* [Work request] Below are some entries. Copy each line that holds the string "impl".

* [Extracted records]
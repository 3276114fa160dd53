//! Bot identity and access configuration

use serde::Deserialize;

use super::error::ValidationError;
use crate::domain::foundation::UserId;

/// Bot configuration
#[derive(Debug, Clone, Deserialize)]
pub struct BotConfig {
    /// Username commands may be addressed to (`/create@<name>`)
    #[serde(default = "default_name")]
    pub name: String,

    /// User ids allowed to manage any event (comma-separated)
    pub admin_ids: Option<String>,
}

impl BotConfig {
    /// Parse the administrator list
    pub fn admins(&self) -> Result<Vec<UserId>, ValidationError> {
        let Some(list) = self.admin_ids.as_deref() else {
            return Ok(Vec::new());
        };
        list.split(',')
            .map(str::trim)
            .filter(|id| !id.is_empty())
            .map(|id| {
                id.parse()
                    .map_err(|_| ValidationError::InvalidAdminId(id.to_string()))
            })
            .collect()
    }

    /// Validate bot configuration
    pub fn validate(&self) -> Result<(), ValidationError> {
        if self.name.is_empty() {
            return Err(ValidationError::MissingRequired("bot.name"));
        }
        if self.name.contains('@') || self.name.chars().any(char::is_whitespace) {
            return Err(ValidationError::InvalidBotName);
        }
        self.admins()?;
        Ok(())
    }
}

impl Default for BotConfig {
    fn default() -> Self {
        Self {
            name: default_name(),
            admin_ids: None,
        }
    }
}

fn default_name() -> String {
    "SecretSantaBot".to_string()
}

* [Exercise result]
impl BotConfig {
impl Default for BotConfig {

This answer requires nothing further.